─── EXERCISE INPUTS ───

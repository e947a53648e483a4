use crate::config::Config;
use crate::error::Error;
use crate::rate_limit::RateLimiter;
use chrono::NaiveDate;
use log::error;
use reqwest::{
    header::{AUTHORIZATION, USER_AGENT},
    Client, StatusCode, Url,
};
use serde::Deserialize;
use serde_json::Value;
use std::future::Future;
use std::time::Duration;

// Documented upstream quota: one call per second.
const MAX_CALLS_PER_WINDOW: u32 = 1;
const QUOTA_WINDOW: Duration = Duration::from_secs(1);
const REQUEST_TIMEOUT: Duration = Duration::from_secs(10);
const USER_AGENT_VALUE: &str = "reddit-ads-connector";

#[cfg_attr(test, mockall::automock)]
#[async_trait::async_trait]
pub trait AdsApi: Send + Sync + 'static {
    /// Fetches performance report rows grouped by date and ad, from
    /// `start_date` (inclusive) through the present.
    /// # Returns
    /// A Result containing either the raw report records or an Error.
    async fn get_reports(&self, start_date: NaiveDate) -> Result<Vec<Value>, Error>;

    /// Fetches all campaigns for the configured account.
    async fn get_campaigns(&self) -> Result<Vec<Value>, Error>;

    /// Fetches all ad groups for the configured account.
    async fn get_ad_groups(&self) -> Result<Vec<Value>, Error>;

    /// Fetches all ads for the configured account.
    async fn get_ads(&self) -> Result<Vec<Value>, Error>;
}

pub struct ApiClient {
    client: Client,
    base_url: String,
    account_id: String,
    token: String,
    limiter: RateLimiter,
}

/// One page of an ads API response. The cursor is absent or null on the
/// final page.
#[derive(Deserialize)]
struct Page {
    data: Vec<Value>,
    #[serde(default)]
    pagination: Option<Pagination>,
}

#[derive(Deserialize)]
struct Pagination {
    next_cursor: Option<String>,
}

impl Page {
    fn next_cursor(self) -> (Vec<Value>, Option<String>) {
        let cursor = self.pagination.and_then(|p| p.next_cursor);
        (self.data, cursor)
    }
}

impl ApiClient {
    pub fn new(config: &Config) -> Result<Self, Error> {
        Ok(ApiClient {
            client: Client::builder().timeout(REQUEST_TIMEOUT).build()?,
            base_url: config.api_url.clone(),
            account_id: config.account_id.clone(),
            token: config.api_token.clone(),
            limiter: RateLimiter::new(MAX_CALLS_PER_WINDOW, QUOTA_WINDOW),
        })
    }

    /// Issues rate-limited GETs against one account-scoped resource, walking
    /// the pagination cursor until the upstream signals no further pages.
    async fn call(&self, resource: &str, params: &[(&str, String)]) -> Result<Vec<Value>, Error> {
        // Construct the URL safely
        let mut url = Url::parse(&self.base_url)?;
        url.path_segments_mut()
            .map_err(|_| Error::UrlParsingFailed(url::ParseError::SetHostOnCannotBeABaseUrl))?
            .extend(&["accounts", &self.account_id, resource]);
        for (key, value) in params {
            url.query_pairs_mut().append_pair(key, value);
        }

        paginate(|cursor| {
            let mut page_url = url.clone();
            if let Some(cursor) = &cursor {
                page_url.query_pairs_mut().append_pair("next_cursor", cursor);
            }

            self.fetch_page(resource, page_url)
        })
        .await
    }

    /// Fetches one page, paced by the rate limiter.
    async fn fetch_page(&self, resource: &str, page_url: Url) -> Result<Page, Error> {
        self.limiter.acquire().await;

        let resp = self
            .client
            .get(page_url)
            .header(AUTHORIZATION, format!("bearer {}", self.token))
            .header(USER_AGENT, USER_AGENT_VALUE)
            .send()
            .await?;

        let status = resp.status();
        if status != StatusCode::OK {
            let body = resp.text().await.unwrap_or_default();
            error!("Error fetching '{}': {} {}", resource, status, body);
            return Err(Error::UnexpectedStatus {
                endpoint: resource.to_string(),
                status,
                body,
            });
        }

        Ok(resp.json().await?)
    }
}

/// Drives the cursor walk for one resource: `fetch_page` is called with no
/// cursor first, then with each cursor the previous page handed back, and the
/// walk ends at the first page without one. Returns the concatenation of
/// every page's records.
async fn paginate<F, Fut>(mut fetch_page: F) -> Result<Vec<Value>, Error>
where
    F: FnMut(Option<String>) -> Fut,
    Fut: Future<Output = Result<Page, Error>>,
{
    let mut records = Vec::new();
    let mut cursor: Option<String> = None;

    loop {
        let page = fetch_page(cursor.take()).await?;
        let (data, next) = page.next_cursor();
        records.extend(data);

        cursor = next;
        if cursor.is_none() {
            break;
        }
    }

    Ok(records)
}

#[async_trait::async_trait]
impl AdsApi for ApiClient {
    async fn get_reports(&self, start_date: NaiveDate) -> Result<Vec<Value>, Error> {
        let starts_at = format!("{}T00:00:00Z", start_date.format("%Y-%m-%d"));
        let params = [
            ("starts_at", starts_at),
            ("group_by", "date".to_string()),
            ("group_by", "ad_id".to_string()),
        ];

        let records = self.call("reports", &params).await?;
        if records.is_empty() {
            return Err(Error::NoData {
                message: "No report rows found for the requested window".to_string(),
            });
        }

        Ok(records)
    }

    async fn get_campaigns(&self) -> Result<Vec<Value>, Error> {
        let records = self.call("campaigns", &[]).await?;
        if records.is_empty() {
            return Err(Error::NoData {
                message: "No campaigns found for processing".to_string(),
            });
        }

        Ok(records)
    }

    async fn get_ad_groups(&self) -> Result<Vec<Value>, Error> {
        let records = self.call("ad_groups", &[]).await?;
        if records.is_empty() {
            return Err(Error::NoData {
                message: "No ad groups found for processing".to_string(),
            });
        }

        Ok(records)
    }

    async fn get_ads(&self) -> Result<Vec<Value>, Error> {
        let records = self.call("ads", &[]).await?;
        if records.is_empty() {
            return Err(Error::NoData {
                message: "No ads found for processing".to_string(),
            });
        }

        Ok(records)
    }
}

#[cfg(test)]
mod tests {
    use super::*;
    use serde_json::json;
    use std::str::FromStr;

    fn test_config(api_url: &str) -> Config {
        Config {
            api_url: String::from(api_url),
            api_token: String::from("test_token"),
            account_id: String::from("t2_abc123"),
            dataset: String::from("reddit"),
            table: String::from("redditads"),
        }
    }

    #[tokio::test]
    async fn test_get_reports_invalid_url() {
        let client = ApiClient::new(&test_config("invalid_url")).unwrap();
        let start = NaiveDate::from_str("2024-01-01").unwrap();

        let result = client.get_reports(start).await;
        assert!(matches!(result.unwrap_err(), Error::UrlParsingFailed(_)));
    }

    #[tokio::test]
    async fn test_get_campaigns_unreachable_host() {
        let client = ApiClient::new(&test_config("https://api.invalid")).unwrap();

        let result = client.get_campaigns().await;
        assert!(matches!(result.unwrap_err(), Error::ApiFailure(_)));
    }

    #[tokio::test]
    async fn test_paginate_accumulates_all_pages() {
        let mut pages = vec![
            json!({"data": [{"id": "a"}, {"id": "b"}], "pagination": {"next_cursor": "p2"}}),
            json!({"data": [{"id": "c"}], "pagination": {"next_cursor": "p3"}}),
            json!({"data": [{"id": "d"}]}),
        ]
        .into_iter();
        let mut cursors = Vec::new();

        let records = paginate(|cursor| {
            cursors.push(cursor);
            let page: Page =
                serde_json::from_value(pages.next().expect("fetched past the final page"))
                    .unwrap();
            async move { Ok(page) }
        })
        .await
        .unwrap();

        // Every page's records, in order, and one request per cursor.
        assert_eq!(records.len(), 4);
        assert_eq!(records[0]["id"], "a");
        assert_eq!(records[3]["id"], "d");
        assert_eq!(
            cursors,
            vec![None, Some("p2".to_string()), Some("p3".to_string())]
        );
        assert_eq!(pages.next(), None);
    }

    #[tokio::test]
    async fn test_paginate_stops_at_first_page_error() {
        let mut fetched = 0;

        let result = paginate(|_| {
            fetched += 1;
            let page = if fetched == 1 {
                Ok(serde_json::from_value::<Page>(
                    json!({"data": [{"id": "a"}], "pagination": {"next_cursor": "p2"}}),
                )
                .unwrap())
            } else {
                Err(Error::UnexpectedStatus {
                    endpoint: "reports".to_string(),
                    status: StatusCode::INTERNAL_SERVER_ERROR,
                    body: String::new(),
                })
            };
            async move { page }
        })
        .await;

        assert!(matches!(
            result.unwrap_err(),
            Error::UnexpectedStatus { status, .. } if status == StatusCode::INTERNAL_SERVER_ERROR
        ));
        assert_eq!(fetched, 2);
    }

    #[test]
    fn test_page_with_cursor() {
        let page: Page = serde_json::from_value(json!({
            "data": [{"id": "a"}, {"id": "b"}],
            "pagination": {"next_cursor": "abc"},
        }))
        .unwrap();

        let (data, cursor) = page.next_cursor();
        assert_eq!(data.len(), 2);
        assert_eq!(cursor.as_deref(), Some("abc"));
    }

    #[test]
    fn test_page_with_null_cursor_is_final() {
        let page: Page = serde_json::from_value(json!({
            "data": [{"id": "a"}],
            "pagination": {"next_cursor": null},
        }))
        .unwrap();

        let (_, cursor) = page.next_cursor();
        assert!(cursor.is_none());
    }

    #[test]
    fn test_page_without_pagination_is_final() {
        let page: Page = serde_json::from_value(json!({
            "data": [],
        }))
        .unwrap();

        let (data, cursor) = page.next_cursor();
        assert!(data.is_empty());
        assert!(cursor.is_none());
    }
}
mod api_client;
mod config;
mod data;
mod error;
mod rate_limit;
mod runner;
mod warehouse;

use api_client::ApiClient;
use chrono::NaiveDate;
use clap::Parser;
use config::Config;
use error::Error;
use log::error;
use warehouse::BigQueryWarehouse;

#[derive(Parser)]
struct Args {
    #[command(flatten)]
    config: Config,

    #[arg(long, help = "Date should be in the form YYYY-MM-DD", value_parser = validate_date)]
    start_date: NaiveDate,

    /// Destination cloud project for the warehouse table.
    #[arg(long = "project_id")]
    project_id: String,
}

fn validate_date(s: &str) -> Result<NaiveDate, String> {
    let error_message = "Invalid date, expected YYYY-MM-DD";

    let parts = s
        .split("-")
        .map(|part| part.parse::<u16>())
        .collect::<Result<Vec<_>, _>>()
        .map_err(|_| error_message)?;

    match parts.as_slice() {
        &[year, month, day] if month <= 12 && day <= 31 => {
            Ok(
                NaiveDate::from_ymd_opt(year as i32, month as u32, day as u32)
                    .ok_or(error_message)?,
            )
        }
        _ => Err(error_message.to_string()),
    }
}

async fn run(args: Args) -> Result<(), Error> {
    let api = ApiClient::new(&args.config)?;
    let warehouse =
        BigQueryWarehouse::connect(&args.project_id, &args.config.dataset, &args.config.table)
            .await?;

    runner::sync_ads_data(&api, &warehouse, args.start_date).await
}

#[tokio::main]
async fn main() {
    let args = Args::parse();

    env_logger::init();

    if let Err(err) = run(args).await {
        error!("failed to sync ads data: {}", err);
        std::process::exit(1);
    }
}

───

# ACTIVITY
Please copy exactly the lines from the first line of the records above through the line containing "use serde::Deserialize;", including both, and nothing more.

# RESPONSE TO THIS TASK
repository e947a53648e483a4
use crate::config::Config;
use crate::error::Error;
use crate::rate_limit::RateLimiter;
use chrono::NaiveDate;
use log::error;
use reqwest::{
    header::{AUTHORIZATION, USER_AGENT},
    Client, StatusCode, Url,
};
use serde::Deserialize;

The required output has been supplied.